— EXERCISE GOAL —
Whenever the word "routes" shows up in a line of the data, copy that line.

— STUDY MATERIAL —
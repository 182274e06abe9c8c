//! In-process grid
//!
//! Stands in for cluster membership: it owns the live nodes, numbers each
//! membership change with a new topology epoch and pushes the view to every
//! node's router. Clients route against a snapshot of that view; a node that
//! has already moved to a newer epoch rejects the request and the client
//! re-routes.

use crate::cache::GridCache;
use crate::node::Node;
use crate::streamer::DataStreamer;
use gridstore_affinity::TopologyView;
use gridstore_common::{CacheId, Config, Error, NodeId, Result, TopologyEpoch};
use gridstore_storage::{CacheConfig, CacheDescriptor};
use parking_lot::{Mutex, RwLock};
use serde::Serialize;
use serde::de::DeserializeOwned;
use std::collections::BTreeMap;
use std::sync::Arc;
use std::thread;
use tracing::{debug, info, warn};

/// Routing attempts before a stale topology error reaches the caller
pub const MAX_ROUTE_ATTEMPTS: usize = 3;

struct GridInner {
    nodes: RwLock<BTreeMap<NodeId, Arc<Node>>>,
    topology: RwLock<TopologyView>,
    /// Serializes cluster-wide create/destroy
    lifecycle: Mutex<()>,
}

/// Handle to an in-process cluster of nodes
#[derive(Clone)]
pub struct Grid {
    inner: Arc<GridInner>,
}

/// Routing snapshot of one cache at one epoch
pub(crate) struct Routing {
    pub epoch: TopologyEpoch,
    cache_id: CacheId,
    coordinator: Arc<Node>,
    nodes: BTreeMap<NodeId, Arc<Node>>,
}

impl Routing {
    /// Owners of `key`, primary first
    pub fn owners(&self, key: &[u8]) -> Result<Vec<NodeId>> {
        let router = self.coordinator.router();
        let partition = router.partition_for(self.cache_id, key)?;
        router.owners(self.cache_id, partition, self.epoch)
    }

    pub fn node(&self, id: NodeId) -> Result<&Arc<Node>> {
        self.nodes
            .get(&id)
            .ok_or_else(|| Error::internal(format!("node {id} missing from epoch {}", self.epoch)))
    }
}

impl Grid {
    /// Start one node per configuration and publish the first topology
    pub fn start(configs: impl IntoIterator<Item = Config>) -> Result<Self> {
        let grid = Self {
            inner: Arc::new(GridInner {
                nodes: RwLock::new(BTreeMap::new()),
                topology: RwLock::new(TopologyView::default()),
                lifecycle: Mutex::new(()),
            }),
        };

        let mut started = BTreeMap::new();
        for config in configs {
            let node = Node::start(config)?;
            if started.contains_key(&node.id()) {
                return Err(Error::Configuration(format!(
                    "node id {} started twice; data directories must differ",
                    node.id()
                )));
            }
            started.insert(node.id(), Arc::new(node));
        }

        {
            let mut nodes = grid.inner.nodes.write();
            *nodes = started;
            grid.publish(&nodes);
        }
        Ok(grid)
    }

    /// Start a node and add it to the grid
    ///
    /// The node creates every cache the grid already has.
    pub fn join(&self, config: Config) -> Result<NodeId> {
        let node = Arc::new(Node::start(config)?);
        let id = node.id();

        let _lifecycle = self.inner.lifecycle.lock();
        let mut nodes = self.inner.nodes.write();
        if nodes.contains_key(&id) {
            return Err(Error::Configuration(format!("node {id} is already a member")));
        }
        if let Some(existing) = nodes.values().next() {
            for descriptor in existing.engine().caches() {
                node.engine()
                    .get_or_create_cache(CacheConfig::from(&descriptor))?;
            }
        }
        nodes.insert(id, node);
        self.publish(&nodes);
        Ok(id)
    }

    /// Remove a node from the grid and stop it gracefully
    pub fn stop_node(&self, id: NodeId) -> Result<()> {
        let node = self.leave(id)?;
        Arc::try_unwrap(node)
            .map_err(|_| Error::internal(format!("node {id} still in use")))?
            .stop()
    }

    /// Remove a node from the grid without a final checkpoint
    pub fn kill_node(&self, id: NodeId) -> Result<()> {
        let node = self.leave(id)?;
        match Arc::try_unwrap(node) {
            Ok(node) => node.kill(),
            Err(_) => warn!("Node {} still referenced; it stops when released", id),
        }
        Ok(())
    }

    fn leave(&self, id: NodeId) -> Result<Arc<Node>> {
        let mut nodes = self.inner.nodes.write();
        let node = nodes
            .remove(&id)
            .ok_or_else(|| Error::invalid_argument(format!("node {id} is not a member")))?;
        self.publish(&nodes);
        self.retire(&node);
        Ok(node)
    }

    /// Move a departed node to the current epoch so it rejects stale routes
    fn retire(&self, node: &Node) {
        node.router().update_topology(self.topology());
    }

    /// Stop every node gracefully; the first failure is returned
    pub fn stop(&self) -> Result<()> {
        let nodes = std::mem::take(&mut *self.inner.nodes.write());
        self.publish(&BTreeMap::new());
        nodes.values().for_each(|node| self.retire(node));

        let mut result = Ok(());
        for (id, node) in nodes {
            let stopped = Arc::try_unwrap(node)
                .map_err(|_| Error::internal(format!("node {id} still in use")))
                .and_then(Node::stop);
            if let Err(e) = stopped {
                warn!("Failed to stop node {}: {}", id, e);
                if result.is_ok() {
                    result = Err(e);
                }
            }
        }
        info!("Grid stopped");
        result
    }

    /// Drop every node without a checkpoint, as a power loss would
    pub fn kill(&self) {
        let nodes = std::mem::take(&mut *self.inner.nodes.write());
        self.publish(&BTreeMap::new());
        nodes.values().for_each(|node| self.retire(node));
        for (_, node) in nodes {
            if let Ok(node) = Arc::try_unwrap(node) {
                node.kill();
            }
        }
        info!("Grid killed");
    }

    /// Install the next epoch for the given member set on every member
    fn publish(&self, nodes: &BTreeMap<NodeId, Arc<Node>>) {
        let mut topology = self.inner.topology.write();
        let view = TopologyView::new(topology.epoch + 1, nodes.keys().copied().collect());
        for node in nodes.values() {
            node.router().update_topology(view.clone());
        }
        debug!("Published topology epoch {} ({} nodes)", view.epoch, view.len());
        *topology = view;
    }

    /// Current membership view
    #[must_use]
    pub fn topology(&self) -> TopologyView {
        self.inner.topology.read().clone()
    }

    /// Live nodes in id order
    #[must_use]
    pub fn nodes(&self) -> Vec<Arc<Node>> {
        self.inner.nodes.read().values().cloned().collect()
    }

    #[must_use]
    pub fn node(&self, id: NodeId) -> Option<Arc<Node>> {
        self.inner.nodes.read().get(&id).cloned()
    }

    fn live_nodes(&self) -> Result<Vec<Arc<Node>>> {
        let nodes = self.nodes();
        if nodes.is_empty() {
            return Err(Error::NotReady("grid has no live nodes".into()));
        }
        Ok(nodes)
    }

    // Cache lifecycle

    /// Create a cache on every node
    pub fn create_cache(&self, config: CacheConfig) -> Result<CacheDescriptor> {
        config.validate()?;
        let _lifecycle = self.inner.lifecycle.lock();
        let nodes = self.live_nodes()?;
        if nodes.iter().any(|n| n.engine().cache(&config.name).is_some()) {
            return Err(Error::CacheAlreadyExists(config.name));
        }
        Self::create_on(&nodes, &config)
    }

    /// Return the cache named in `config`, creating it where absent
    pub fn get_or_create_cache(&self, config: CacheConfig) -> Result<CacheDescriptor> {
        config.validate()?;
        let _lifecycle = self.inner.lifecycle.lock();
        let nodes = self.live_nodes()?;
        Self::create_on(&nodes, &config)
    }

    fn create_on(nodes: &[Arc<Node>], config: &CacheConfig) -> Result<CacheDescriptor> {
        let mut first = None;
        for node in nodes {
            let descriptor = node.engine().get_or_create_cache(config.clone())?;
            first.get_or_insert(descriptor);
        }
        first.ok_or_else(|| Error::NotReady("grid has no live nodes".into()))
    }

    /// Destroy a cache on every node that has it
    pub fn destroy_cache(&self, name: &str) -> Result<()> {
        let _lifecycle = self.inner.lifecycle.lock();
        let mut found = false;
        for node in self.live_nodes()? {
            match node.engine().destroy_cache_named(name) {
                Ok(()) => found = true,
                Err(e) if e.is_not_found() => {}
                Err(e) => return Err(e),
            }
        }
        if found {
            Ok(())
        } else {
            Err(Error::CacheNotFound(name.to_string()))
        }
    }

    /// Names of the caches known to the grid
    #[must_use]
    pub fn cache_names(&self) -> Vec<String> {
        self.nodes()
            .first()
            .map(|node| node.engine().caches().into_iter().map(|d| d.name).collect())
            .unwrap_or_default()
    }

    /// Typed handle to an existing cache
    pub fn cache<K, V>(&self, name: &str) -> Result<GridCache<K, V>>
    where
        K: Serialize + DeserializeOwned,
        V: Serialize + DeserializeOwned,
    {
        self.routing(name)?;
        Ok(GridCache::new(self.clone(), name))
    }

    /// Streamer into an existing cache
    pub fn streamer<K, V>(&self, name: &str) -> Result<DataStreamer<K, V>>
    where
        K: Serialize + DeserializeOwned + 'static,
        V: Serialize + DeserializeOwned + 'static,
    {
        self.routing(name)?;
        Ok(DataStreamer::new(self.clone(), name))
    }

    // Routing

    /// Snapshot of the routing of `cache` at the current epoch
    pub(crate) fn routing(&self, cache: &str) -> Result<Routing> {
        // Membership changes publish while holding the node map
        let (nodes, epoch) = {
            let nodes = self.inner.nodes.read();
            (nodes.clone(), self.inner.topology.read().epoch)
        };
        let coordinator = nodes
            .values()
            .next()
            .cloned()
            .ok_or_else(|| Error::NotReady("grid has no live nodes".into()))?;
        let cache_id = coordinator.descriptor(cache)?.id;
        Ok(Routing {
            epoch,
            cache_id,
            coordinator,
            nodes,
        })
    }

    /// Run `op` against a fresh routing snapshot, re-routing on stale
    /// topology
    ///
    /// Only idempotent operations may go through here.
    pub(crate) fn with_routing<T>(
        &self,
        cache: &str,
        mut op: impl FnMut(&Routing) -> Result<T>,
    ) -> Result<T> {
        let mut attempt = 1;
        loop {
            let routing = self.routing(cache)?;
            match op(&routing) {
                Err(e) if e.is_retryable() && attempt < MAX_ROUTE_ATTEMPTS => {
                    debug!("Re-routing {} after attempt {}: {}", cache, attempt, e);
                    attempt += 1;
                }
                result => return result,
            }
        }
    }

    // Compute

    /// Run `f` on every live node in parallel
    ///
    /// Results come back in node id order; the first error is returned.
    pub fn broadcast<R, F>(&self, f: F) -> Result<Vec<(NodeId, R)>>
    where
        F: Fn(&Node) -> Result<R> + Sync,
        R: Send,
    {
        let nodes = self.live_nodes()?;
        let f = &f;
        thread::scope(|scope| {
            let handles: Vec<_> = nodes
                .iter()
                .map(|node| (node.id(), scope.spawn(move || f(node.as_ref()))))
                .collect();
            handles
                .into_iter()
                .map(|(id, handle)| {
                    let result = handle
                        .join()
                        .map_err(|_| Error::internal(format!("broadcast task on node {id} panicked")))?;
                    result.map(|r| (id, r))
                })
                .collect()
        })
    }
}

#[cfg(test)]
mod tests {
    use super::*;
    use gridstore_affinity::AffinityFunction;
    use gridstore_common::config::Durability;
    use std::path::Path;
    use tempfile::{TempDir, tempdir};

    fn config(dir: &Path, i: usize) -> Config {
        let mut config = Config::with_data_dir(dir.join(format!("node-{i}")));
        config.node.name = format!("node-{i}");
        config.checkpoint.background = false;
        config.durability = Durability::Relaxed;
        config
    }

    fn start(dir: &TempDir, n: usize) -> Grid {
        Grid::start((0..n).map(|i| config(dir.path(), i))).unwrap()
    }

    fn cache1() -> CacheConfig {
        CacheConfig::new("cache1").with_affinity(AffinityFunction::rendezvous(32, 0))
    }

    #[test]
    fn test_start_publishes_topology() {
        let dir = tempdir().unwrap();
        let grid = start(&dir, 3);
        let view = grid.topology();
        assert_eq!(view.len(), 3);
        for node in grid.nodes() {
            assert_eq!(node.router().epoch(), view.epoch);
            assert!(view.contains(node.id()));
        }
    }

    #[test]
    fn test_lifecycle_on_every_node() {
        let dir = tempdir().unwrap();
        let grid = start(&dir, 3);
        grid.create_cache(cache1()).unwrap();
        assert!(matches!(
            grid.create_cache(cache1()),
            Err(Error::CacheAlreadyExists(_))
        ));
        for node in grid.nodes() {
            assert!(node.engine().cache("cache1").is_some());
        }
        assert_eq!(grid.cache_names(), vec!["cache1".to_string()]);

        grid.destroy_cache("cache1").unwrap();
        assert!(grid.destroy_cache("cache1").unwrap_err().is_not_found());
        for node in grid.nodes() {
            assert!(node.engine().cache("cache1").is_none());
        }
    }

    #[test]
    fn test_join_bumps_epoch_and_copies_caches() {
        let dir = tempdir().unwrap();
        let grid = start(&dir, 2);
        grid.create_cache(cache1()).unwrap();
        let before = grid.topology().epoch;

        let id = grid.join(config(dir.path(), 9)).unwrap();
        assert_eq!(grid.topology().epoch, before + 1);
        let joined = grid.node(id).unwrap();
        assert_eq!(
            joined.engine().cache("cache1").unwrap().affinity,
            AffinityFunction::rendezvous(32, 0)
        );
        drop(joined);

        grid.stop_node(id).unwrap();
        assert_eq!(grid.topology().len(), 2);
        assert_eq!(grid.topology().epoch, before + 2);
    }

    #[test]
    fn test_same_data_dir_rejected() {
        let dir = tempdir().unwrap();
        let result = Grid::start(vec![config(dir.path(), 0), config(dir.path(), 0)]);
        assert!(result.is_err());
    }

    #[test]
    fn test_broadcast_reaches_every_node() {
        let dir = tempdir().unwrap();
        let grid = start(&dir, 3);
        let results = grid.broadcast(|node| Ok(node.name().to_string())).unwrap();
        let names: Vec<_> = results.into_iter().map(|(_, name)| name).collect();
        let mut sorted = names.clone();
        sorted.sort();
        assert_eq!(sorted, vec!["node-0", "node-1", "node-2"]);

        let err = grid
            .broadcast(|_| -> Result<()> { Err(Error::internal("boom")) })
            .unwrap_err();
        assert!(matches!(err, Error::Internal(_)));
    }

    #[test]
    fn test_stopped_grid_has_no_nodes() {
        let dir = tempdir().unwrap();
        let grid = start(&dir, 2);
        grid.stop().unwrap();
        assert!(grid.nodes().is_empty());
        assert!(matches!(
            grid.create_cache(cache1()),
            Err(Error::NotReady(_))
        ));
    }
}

— RESPONSE BOX —
//! re-routes.
    /// Move a departed node to the current epoch so it rejects stale routes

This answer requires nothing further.